(Excerpted records)
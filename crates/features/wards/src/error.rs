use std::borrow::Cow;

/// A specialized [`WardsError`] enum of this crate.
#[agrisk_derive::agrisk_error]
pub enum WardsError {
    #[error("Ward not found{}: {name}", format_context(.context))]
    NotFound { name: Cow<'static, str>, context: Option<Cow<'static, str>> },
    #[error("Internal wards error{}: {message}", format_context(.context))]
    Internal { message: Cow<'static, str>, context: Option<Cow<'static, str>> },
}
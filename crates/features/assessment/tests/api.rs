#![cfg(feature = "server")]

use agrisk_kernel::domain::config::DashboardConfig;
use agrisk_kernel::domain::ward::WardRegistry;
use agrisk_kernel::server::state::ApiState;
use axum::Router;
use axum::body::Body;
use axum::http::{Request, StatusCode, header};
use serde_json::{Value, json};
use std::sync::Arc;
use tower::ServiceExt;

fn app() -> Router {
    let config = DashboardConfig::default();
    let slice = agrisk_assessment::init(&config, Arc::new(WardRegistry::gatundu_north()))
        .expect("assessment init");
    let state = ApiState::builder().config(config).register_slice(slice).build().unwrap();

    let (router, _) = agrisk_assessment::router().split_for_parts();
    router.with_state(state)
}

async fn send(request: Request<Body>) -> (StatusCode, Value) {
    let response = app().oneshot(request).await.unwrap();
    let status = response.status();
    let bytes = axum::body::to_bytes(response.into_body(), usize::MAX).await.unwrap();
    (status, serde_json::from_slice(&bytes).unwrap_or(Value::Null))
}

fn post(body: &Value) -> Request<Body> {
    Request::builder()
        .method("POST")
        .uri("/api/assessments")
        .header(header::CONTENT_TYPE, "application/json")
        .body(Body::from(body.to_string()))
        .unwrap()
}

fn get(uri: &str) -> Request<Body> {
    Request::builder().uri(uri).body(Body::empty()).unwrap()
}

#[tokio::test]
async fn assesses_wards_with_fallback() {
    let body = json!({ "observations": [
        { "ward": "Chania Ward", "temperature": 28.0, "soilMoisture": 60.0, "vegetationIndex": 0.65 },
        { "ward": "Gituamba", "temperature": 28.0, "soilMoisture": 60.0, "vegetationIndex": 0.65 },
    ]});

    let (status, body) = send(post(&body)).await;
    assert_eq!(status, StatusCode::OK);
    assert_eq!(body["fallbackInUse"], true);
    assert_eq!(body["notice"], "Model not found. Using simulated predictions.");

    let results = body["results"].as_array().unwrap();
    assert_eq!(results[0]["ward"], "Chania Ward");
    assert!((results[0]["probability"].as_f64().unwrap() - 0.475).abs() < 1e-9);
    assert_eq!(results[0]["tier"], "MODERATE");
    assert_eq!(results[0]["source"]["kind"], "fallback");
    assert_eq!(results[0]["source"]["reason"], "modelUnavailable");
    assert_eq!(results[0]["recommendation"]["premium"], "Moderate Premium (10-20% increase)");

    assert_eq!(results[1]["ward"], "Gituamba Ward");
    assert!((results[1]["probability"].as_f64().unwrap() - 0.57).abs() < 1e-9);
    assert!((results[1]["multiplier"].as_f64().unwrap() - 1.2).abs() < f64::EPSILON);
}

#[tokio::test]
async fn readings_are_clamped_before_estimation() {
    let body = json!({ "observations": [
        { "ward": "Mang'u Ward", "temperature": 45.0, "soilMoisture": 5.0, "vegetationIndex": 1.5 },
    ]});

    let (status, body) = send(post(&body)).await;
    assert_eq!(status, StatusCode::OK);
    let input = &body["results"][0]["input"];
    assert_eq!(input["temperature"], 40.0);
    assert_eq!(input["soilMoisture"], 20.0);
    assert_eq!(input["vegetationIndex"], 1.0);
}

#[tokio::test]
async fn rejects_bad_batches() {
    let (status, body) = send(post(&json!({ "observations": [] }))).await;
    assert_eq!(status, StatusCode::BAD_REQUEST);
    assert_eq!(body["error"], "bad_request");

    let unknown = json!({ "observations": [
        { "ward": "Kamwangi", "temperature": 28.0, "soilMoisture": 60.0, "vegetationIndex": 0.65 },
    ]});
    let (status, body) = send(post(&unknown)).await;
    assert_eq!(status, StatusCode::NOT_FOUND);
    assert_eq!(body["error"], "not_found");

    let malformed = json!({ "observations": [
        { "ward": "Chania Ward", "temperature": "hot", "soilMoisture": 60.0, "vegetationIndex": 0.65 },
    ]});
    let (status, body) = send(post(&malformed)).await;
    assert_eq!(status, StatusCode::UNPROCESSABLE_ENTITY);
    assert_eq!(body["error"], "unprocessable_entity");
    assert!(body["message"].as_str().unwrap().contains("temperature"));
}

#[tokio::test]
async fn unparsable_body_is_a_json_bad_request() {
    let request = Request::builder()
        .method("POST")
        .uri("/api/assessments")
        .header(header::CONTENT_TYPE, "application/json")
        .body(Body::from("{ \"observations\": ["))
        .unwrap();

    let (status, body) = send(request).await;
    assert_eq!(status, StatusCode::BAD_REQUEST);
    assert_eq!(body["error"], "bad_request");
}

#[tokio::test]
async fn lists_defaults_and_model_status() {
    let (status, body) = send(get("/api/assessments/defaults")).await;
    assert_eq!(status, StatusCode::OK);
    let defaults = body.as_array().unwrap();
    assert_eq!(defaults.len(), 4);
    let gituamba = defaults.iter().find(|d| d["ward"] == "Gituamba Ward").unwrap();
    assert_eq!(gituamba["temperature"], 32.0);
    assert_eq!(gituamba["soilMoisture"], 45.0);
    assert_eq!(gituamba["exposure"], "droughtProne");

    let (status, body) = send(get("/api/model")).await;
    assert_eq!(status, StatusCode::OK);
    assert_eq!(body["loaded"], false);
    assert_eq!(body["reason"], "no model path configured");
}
(End Excerpted records)
-- Task prompt --
Your task is to restate all of the records above word for word.

-- Response area --
filename crates/features/wards/src/error.rs
use std::borrow::Cow;

/// A specialized [`WardsError`] enum of this crate.
#[agrisk_derive::agrisk_error]
pub enum WardsError {
    #[error("Ward not found{}: {name}", format_context(.context))]
    NotFound { name: Cow<'static, str>, context: Option<Cow<'static, str>> },
    #[error("Internal wards error{}: {message}", format_context(.context))]
    Internal { message: Cow<'static, str>, context: Option<Cow<'static, str>> },
}
filename crates/features/assessment/tests/api.rs
#![cfg(feature = "server")]

use agrisk_kernel::domain::config::DashboardConfig;
use agrisk_kernel::domain::ward::WardRegistry;
use agrisk_kernel::server::state::ApiState;
use axum::Router;
use axum::body::Body;
use axum::http::{Request, StatusCode, header};
use serde_json::{Value, json};
use std::sync::Arc;
use tower::ServiceExt;

fn app() -> Router {
    let config = DashboardConfig::default();
    let slice = agrisk_assessment::init(&config, Arc::new(WardRegistry::gatundu_north()))
        .expect("assessment init");
    let state = ApiState::builder().config(config).register_slice(slice).build().unwrap();

    let (router, _) = agrisk_assessment::router().split_for_parts();
    router.with_state(state)
}

async fn send(request: Request<Body>) -> (StatusCode, Value) {
    let response = app().oneshot(request).await.unwrap();
    let status = response.status();
    let bytes = axum::body::to_bytes(response.into_body(), usize::MAX).await.unwrap();
    (status, serde_json::from_slice(&bytes).unwrap_or(Value::Null))
}

fn post(body: &Value) -> Request<Body> {
    Request::builder()
        .method("POST")
        .uri("/api/assessments")
        .header(header::CONTENT_TYPE, "application/json")
        .body(Body::from(body.to_string()))
        .unwrap()
}

fn get(uri: &str) -> Request<Body> {
    Request::builder().uri(uri).body(Body::empty()).unwrap()
}

#[tokio::test]
async fn assesses_wards_with_fallback() {
    let body = json!({ "observations": [
        { "ward": "Chania Ward", "temperature": 28.0, "soilMoisture": 60.0, "vegetationIndex": 0.65 },
        { "ward": "Gituamba", "temperature": 28.0, "soilMoisture": 60.0, "vegetationIndex": 0.65 },
    ]});

    let (status, body) = send(post(&body)).await;
    assert_eq!(status, StatusCode::OK);
    assert_eq!(body["fallbackInUse"], true);
    assert_eq!(body["notice"], "Model not found. Using simulated predictions.");

    let results = body["results"].as_array().unwrap();
    assert_eq!(results[0]["ward"], "Chania Ward");
    assert!((results[0]["probability"].as_f64().unwrap() - 0.475).abs() < 1e-9);
    assert_eq!(results[0]["tier"], "MODERATE");
    assert_eq!(results[0]["source"]["kind"], "fallback");
    assert_eq!(results[0]["source"]["reason"], "modelUnavailable");
    assert_eq!(results[0]["recommendation"]["premium"], "Moderate Premium (10-20% increase)");

    assert_eq!(results[1]["ward"], "Gituamba Ward");
    assert!((results[1]["probability"].as_f64().unwrap() - 0.57).abs() < 1e-9);
    assert!((results[1]["multiplier"].as_f64().unwrap() - 1.2).abs() < f64::EPSILON);
}

#[tokio::test]
async fn readings_are_clamped_before_estimation() {
    let body = json!({ "observations": [
        { "ward": "Mang'u Ward", "temperature": 45.0, "soilMoisture": 5.0, "vegetationIndex": 1.5 },
    ]});

    let (status, body) = send(post(&body)).await;
    assert_eq!(status, StatusCode::OK);
    let input = &body["results"][0]["input"];
    assert_eq!(input["temperature"], 40.0);
    assert_eq!(input["soilMoisture"], 20.0);
    assert_eq!(input["vegetationIndex"], 1.0);
}

#[tokio::test]
async fn rejects_bad_batches() {
    let (status, body) = send(post(&json!({ "observations": [] }))).await;
    assert_eq!(status, StatusCode::BAD_REQUEST);
    assert_eq!(body["error"], "bad_request");

    let unknown = json!({ "observations": [
        { "ward": "Kamwangi", "temperature": 28.0, "soilMoisture": 60.0, "vegetationIndex": 0.65 },
    ]});
    let (status, body) = send(post(&unknown)).await;
    assert_eq!(status, StatusCode::NOT_FOUND);
    assert_eq!(body["error"], "not_found");

    let malformed = json!({ "observations": [
        { "ward": "Chania Ward", "temperature": "hot", "soilMoisture": 60.0, "vegetationIndex": 0.65 },
    ]});
    let (status, body) = send(post(&malformed)).await;
    assert_eq!(status, StatusCode::UNPROCESSABLE_ENTITY);
    assert_eq!(body["error"], "unprocessable_entity");
    assert!(body["message"].as_str().unwrap().contains("temperature"));
}

#[tokio::test]
async fn unparsable_body_is_a_json_bad_request() {
    let request = Request::builder()
        .method("POST")
        .uri("/api/assessments")
        .header(header::CONTENT_TYPE, "application/json")
        .body(Body::from("{ \"observations\": ["))
        .unwrap();

    let (status, body) = send(request).await;
    assert_eq!(status, StatusCode::BAD_REQUEST);
    assert_eq!(body["error"], "bad_request");
}

#[tokio::test]
async fn lists_defaults_and_model_status() {
    let (status, body) = send(get("/api/assessments/defaults")).await;
    assert_eq!(status, StatusCode::OK);
    let defaults = body.as_array().unwrap();
    assert_eq!(defaults.len(), 4);
    let gituamba = defaults.iter().find(|d| d["ward"] == "Gituamba Ward").unwrap();
    assert_eq!(gituamba["temperature"], 32.0);
    assert_eq!(gituamba["soilMoisture"], 45.0);
    assert_eq!(gituamba["exposure"], "droughtProne");

    let (status, body) = send(get("/api/model")).await;
    assert_eq!(status, StatusCode::OK);
    assert_eq!(body["loaded"], false);
    assert_eq!(body["reason"], "no model path configured");
}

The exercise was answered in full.